= GSM 03.40 =

Mobile telephony standard

GSM 03.40 or 3GPP TS 23.040 is a mobile telephony standard describing the format of the Transfer Protocol Data Units (TPDU) part of the Short Message Transfer Protocol (SM-TP) used in the GSM networks to carry Short Messages. This format is used throughout the whole transfer of the message in the GSM mobile network. In contrast, application servers use different protocols, like Short Message Peer-to-Peer or Universal Computer Protocol, to exchange messages between them and the Short Message service center (SMSC).

GSM 03.40 is the original name of the standard.
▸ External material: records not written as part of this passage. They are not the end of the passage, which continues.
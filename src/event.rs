//! Recurring (or single) future money movements.

use crate::amount::Amount;
use crate::transaction::TransactionDraft;
use chrono::{Days, Months, NaiveDate};
use std::fmt;

/// Identifier of an event. Events are numbered independently of transactions.
#[derive(Debug, Clone, Copy, PartialEq, Eq, PartialOrd, Ord, Hash)]
pub struct EventId(pub u64);

impl fmt::Display for EventId {
    fn fmt(&self, f: &mut fmt::Formatter<'_>) -> fmt::Result {
        write!(f, "{}", self.0)
    }
}

/// How many more times an event fires, counting the pending one.
///
/// The signed command-line counter maps onto this as `-1 => Forever`
/// and `n >= 1 => Times(n)`; zero is not representable.
#[derive(Debug, Clone, Copy, PartialEq, Eq)]
pub enum Occurrences {
    Forever,
    Times(u32),
}

impl Occurrences {
    /// Converts the signed counter, rejecting `0` and anything below `-1`.
    pub fn from_counter(counter: i64) -> Option<Self> {
        match counter {
            -1 => Some(Occurrences::Forever),
            n if n >= 1 => u32::try_from(n).ok().map(Occurrences::Times),
            _ => None,
        }
    }

    /// The signed counter: `-1` for infinite recurrence.
    pub fn counter(&self) -> i64 {
        match self {
            Occurrences::Forever => -1,
            Occurrences::Times(n) => i64::from(*n),
        }
    }

    /// Returns `true` if more than the pending firing is owed.
    pub fn repeats(&self) -> bool {
        match self {
            Occurrences::Forever => true,
            Occurrences::Times(n) => *n > 1,
        }
    }
}

/// Calendar distance between two occurrences.
#[derive(Debug, Clone, Copy, PartialEq, Eq, Default)]
pub struct Step {
    pub years: u32,
    pub months: u32,
    pub days: u32,
}

impl Step {
    pub fn new(years: u32, months: u32, days: u32) -> Self {
        Step {
            years,
            months,
            days,
        }
    }

    pub fn is_zero(&self) -> bool {
        self.years == 0 && self.months == 0 && self.days == 0
    }

    /// Adds years, then months, then days.
    ///
    /// A day past the end of the resulting month is clamped to its last day,
    /// so Jan 31 plus one month is Feb 28 (or 29). Returns `None` when the
    /// result is outside the supported date range.
    pub fn advance(&self, date: NaiveDate) -> Option<NaiveDate> {
        date.checked_add_months(Months::new(self.years.checked_mul(12)?))?
            .checked_add_months(Months::new(self.months))?
            .checked_add_days(Days::new(u64::from(self.days)))
    }
}

impl fmt::Display for Step {
    fn fmt(&self, f: &mut fmt::Formatter<'_>) -> fmt::Result {
        write!(f, "{},{},{}", self.years, self.months, self.days)
    }
}

/// A money movement that has not happened yet.
#[derive(Debug, Clone, PartialEq)]
pub struct Event {
    pub id: EventId,

    pub name: String,

    pub description: String,

    /// Next due date, advanced on every re-arm
    pub date: NaiveDate,

    pub remaining: Occurrences,

    pub step: Step,

    pub amount: Amount,
}

impl Event {
    /// Fields of the transaction this event realizes at its current date.
    pub fn realize(&self) -> TransactionDraft {
        TransactionDraft {
            name: self.name.clone(),
            description: self.description.clone(),
            date: self.date,
            amount: self.amount,
        }
    }
}

/// The fields of an event before the ledger assigns it an id.
#[derive(Debug, Clone, PartialEq)]
pub struct EventDraft {
    pub name: String,
    pub description: String,
    pub date: NaiveDate,
    pub remaining: Occurrences,
    pub step: Step,
    pub amount: Amount,
}

impl EventDraft {
    pub fn into_event(self, id: EventId) -> Event {
        Event {
            id,
            name: self.name,
            description: self.description,
            date: self.date,
            remaining: self.remaining,
            step: self.step,
            amount: self.amount,
        }
    }
}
Since 1999 has been developed by the 3GPP under the name 3GPP TS 23.040. However, the original name is often used to refer even to the 3GPP document.

==Usage==

The GSM 03.40 TPDUs are used to carry messages between the Mobile Station (MS) and Mobile Switching Centre (MSC) using the Short Message Relay Protocol (SM-RP), while between MSC and Short Message Service Centre (SMSC) the TPDUs are carried as a parameter of a Mobile Application Part (MAP) package.
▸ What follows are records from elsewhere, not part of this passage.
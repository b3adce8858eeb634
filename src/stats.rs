//! The published view of the ledger.
//!
//! `Stats` is derived from scratch on every mutation and never stored.
//!
//! Note that income and expenses are taken from *events* due in the
//! current month, not from realized transactions: a plain `tr` entry only
//! ever shows up in the treasury.

use crate::amount::Amount;
use crate::event::Event;
use crate::transaction::Transaction;
use chrono::{Datelike, NaiveDate, NaiveTime, SecondsFormat};
use serde::{Serialize, Serializer};

/// One line of a summary.
#[derive(Debug, Clone, PartialEq, Serialize)]
#[serde(rename_all = "PascalCase")]
pub struct Entry {
    pub name: String,
    pub amount: Amount,
    #[serde(serialize_with = "serialize_timestamp")]
    pub date: NaiveDate,
}

/// A total together with the entries that make it up, in processing order.
#[derive(Debug, Clone, Default, PartialEq, Serialize)]
#[serde(rename_all = "PascalCase")]
pub struct Summary {
    pub total: Amount,
    pub entries: Vec<Entry>,
}

impl Summary {
    fn push(&mut self, name: &str, amount: Amount, date: NaiveDate) {
        self.total += amount;
        self.entries.push(Entry {
            name: name.to_string(),
            amount,
            date,
        });
    }
}

/// Snapshot of the ledger as published to the status file.
#[derive(Debug, Clone, Default, PartialEq, Serialize)]
#[serde(rename_all = "PascalCase")]
pub struct Stats {
    /// Every transaction ever recorded
    pub treasury: Summary,

    /// Non-negative events due this month
    pub income: Summary,

    /// Negative events due this month
    pub expenses: Summary,

    /// Signed sum of this month's events
    pub balance: Amount,
}

impl Stats {
    /// Derives the view for the month containing `today`. Pure.
    pub fn aggregate<'a, I>(transactions: &[Transaction], events: I, today: NaiveDate) -> Stats
    where
        I: IntoIterator<Item = &'a Event>,
    {
        let mut stats = Stats::default();

        for tx in transactions {
            stats.treasury.push(&tx.name, tx.amount, tx.date);
        }

        let this_month = events
            .into_iter()
            .filter(|ev| ev.date.year() == today.year() && ev.date.month() == today.month());

        for ev in this_month {
            if ev.amount.is_expense() {
                stats.expenses.push(&ev.name, ev.amount, ev.date);
            } else {
                stats.income.push(&ev.name, ev.amount, ev.date);
            }
            stats.balance += ev.amount;
        }

        stats
    }
}

/// Dates go out as UTC midnight timestamps, e.g. `2020-01-01T00:00:00Z`.
fn serialize_timestamp<S>(date: &NaiveDate, serializer: S) -> std::result::Result<S::Ok, S::Error>
where
    S: Serializer,
{
    let timestamp = date
        .and_time(NaiveTime::MIN)
        .and_utc()
        .to_rfc3339_opts(SecondsFormat::Secs, true);
    serializer.serialize_str(&timestamp)
}

#[cfg(test)]
mod tests {
    use super::*;
    use crate::event::{EventId, Occurrences, Step};
    use crate::transaction::TransactionId;
    use serde_json::Value;

    fn date(y: i32, m: u32, d: u32) -> NaiveDate {
        NaiveDate::from_ymd_opt(y, m, d).unwrap()
    }

    fn tx(id: u64, name: &str, date: NaiveDate, amount: i64) -> Transaction {
        Transaction {
            id: TransactionId(id),
            name: name.to_string(),
            description: String::new(),
            date,
            amount: Amount::from(amount),
        }
    }

    fn ev(id: u64, name: &str, date: NaiveDate, amount: i64) -> Event {
        Event {
            id: EventId(id),
            name: name.to_string(),
            description: String::new(),
            date,
            remaining: Occurrences::Forever,
            step: Step::new(0, 1, 0),
            amount: Amount::from(amount),
        }
    }

    #[test]
    fn test_treasury_keeps_ledger_order() {
        let transactions = vec![
            tx(0, "foo", date(2020, 1, 1), 100),
            tx(1, "baz", date(2020, 1, 2), -40),
        ];
        let stats = Stats::aggregate(&transactions, std::iter::empty(), date(2020, 1, 15));

        assert_eq!(stats.treasury.total, Amount::from(60));
        let names: Vec<_> = stats.treasury.entries.iter().map(|e| e.name.as_str()).collect();
        assert_eq!(names, vec!["foo", "baz"]);
    }

    #[test]
    fn test_events_split_by_sign_in_current_month() {
        let events = vec![
            ev(0, "salary", date(2020, 3, 25), 2500),
            ev(1, "rent", date(2020, 3, 1), -1000),
            ev(2, "gift", date(2020, 3, 9), 0),
            ev(3, "insurance", date(2020, 4, 1), -200),
            ev(4, "bonus", date(2019, 3, 1), 300),
        ];
        let stats = Stats::aggregate(&[], &events, date(2020, 3, 10));

        assert_eq!(stats.income.total, Amount::from(2500));
        assert_eq!(stats.income.entries.len(), 2);
        assert_eq!(stats.income.entries[0].name, "salary");
        assert_eq!(stats.income.entries[1].name, "gift");
        assert_eq!(stats.expenses.total, Amount::from(-1000));
        assert_eq!(stats.expenses.entries.len(), 1);
        assert_eq!(stats.balance, Amount::from(1500));
    }

    #[test]
    fn test_plain_transactions_do_not_count_as_income() {
        let transactions = vec![tx(0, "paycheck", date(2020, 3, 1), 900)];
        let stats = Stats::aggregate(&transactions, std::iter::empty(), date(2020, 3, 10));

        assert!(stats.income.entries.is_empty());
        assert!(stats.balance.is_zero());
    }

    #[test]
    fn test_aggregate_is_idempotent() {
        let transactions = vec![tx(0, "foo", date(2020, 1, 1), 100)];
        let events = vec![ev(0, "rent", date(2020, 1, 31), -1000)];
        let today = date(2020, 1, 5);

        let first = serde_json::to_vec(&Stats::aggregate(&transactions, &events, today)).unwrap();
        let second = serde_json::to_vec(&Stats::aggregate(&transactions, &events, today)).unwrap();
        assert_eq!(first, second);
    }

    #[test]
    fn test_json_layout() {
        let transactions = vec![tx(0, "foo", date(2020, 1, 1), 100)];
        let stats = Stats::aggregate(&transactions, std::iter::empty(), date(2020, 1, 1));
        let json: Value = serde_json::to_value(&stats).unwrap();

        assert_eq!(json["Treasury"]["Total"].as_f64(), Some(100.0));
        assert_eq!(json["Treasury"]["Entries"][0]["Name"], "foo");
        assert_eq!(json["Treasury"]["Entries"][0]["Date"], "2020-01-01T00:00:00Z");
        assert_eq!(json["Income"]["Entries"], Value::Array(vec![]));
        assert_eq!(json["Expenses"]["Total"].as_f64(), Some(0.0));
        assert_eq!(json["Balance"].as_f64(), Some(0.0));
    }
}
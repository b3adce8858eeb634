//! Publishing `Stats` to the status file.

use crate::error::Result;
use crate::stats::Stats;
use log::debug;
use std::ffi::OsString;
use std::fs::{self, File};
use std::io::Write;
use std::path::{Path, PathBuf};

/// Destination of published snapshots.
///
/// A publish replaces the whole previous snapshot; readers never see a mix
/// of old and new content.
pub trait StatusSink {
    fn publish(&mut self, stats: &Stats) -> Result<()>;
}

/// Writes a snapshot as pretty-printed JSON.
pub fn write_snapshot<W: Write>(stats: &Stats, mut writer: W) -> Result<()> {
    serde_json::to_writer_pretty(&mut writer, stats)?;
    writer.write_all(b"\n")?;
    writer.flush()?;
    Ok(())
}

/// Status file replaced atomically on every publish.
///
/// The snapshot is written to a sibling `<name>.tmp` file, synced, and then
/// renamed over the target, which is atomic on POSIX filesystems.
#[derive(Debug, Clone)]
pub struct StatusFile {
    path: PathBuf,
}

impl StatusFile {
    pub fn new(path: impl Into<PathBuf>) -> Self {
        StatusFile { path: path.into() }
    }

    pub fn path(&self) -> &Path {
        &self.path
    }

    fn temp_path(&self) -> PathBuf {
        let mut name = self
            .path
            .file_name()
            .map(OsString::from)
            .unwrap_or_else(|| OsString::from("status"));
        name.push(".tmp");
        self.path.with_file_name(name)
    }
}

impl StatusSink for StatusFile {
    fn publish(&mut self, stats: &Stats) -> Result<()> {
        let temp_path = self.temp_path();

        let mut file = File::create(&temp_path)?;
        write_snapshot(stats, &mut file)?;
        file.sync_all()?;
        drop(file);

        fs::rename(&temp_path, &self.path)?;
        debug!("Published snapshot to {}", self.path.display());
        Ok(())
    }
}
In emerging networks which use IP Multimedia Subsystem (IMS) Short Messages are carried in the MESSAGE command of Session Initiation Protocol (SIP). Even in these IP-based networks an option exists which (due to compatibility reasons) defines transfer of Short Messages in the GSM 03.40 format embedded in 3GPP 24.011 as Content-Type: application/vnd.3gpp.sms.

==TPDU Types==

GSM 03.40 defines six types of messages between Mobile Station (MS) and SMS Center (SC), which are distinguished by the message direction and the two least significant bits in the first octet of SM-TP message (the TP-MTI field):

TPDU Types
| TP-MTI | direction | message type |
|---|---|---|
| 0 0 | MS → SC | SMS-DELIVER-REPORT |
| 0 0 | SC → MS | SMS-DELIVER |
| 0 1 | MS → SC | SMS-SUBMIT |
| 0 1 | SC → MS | SMS-SUBMIT-REPORT |
| 1 0 | MS → SC | SMS-COMMAND |
| 1 0 | SC → MS | SMS-STATUS-REPORT |
| 1 1 | any | Reserved |

SMS-SUBMIT is used to submit a short message from a mobile phone (Mobile Station, MS) to a short message service centre (SMSC, SC).

SMS-SUBMIT-REPORT is an acknowledgement to the SMS-SUBMIT; a success means that the message was stored (buffered) in the SMSC, a failure means that the message was rejected by the SMSC.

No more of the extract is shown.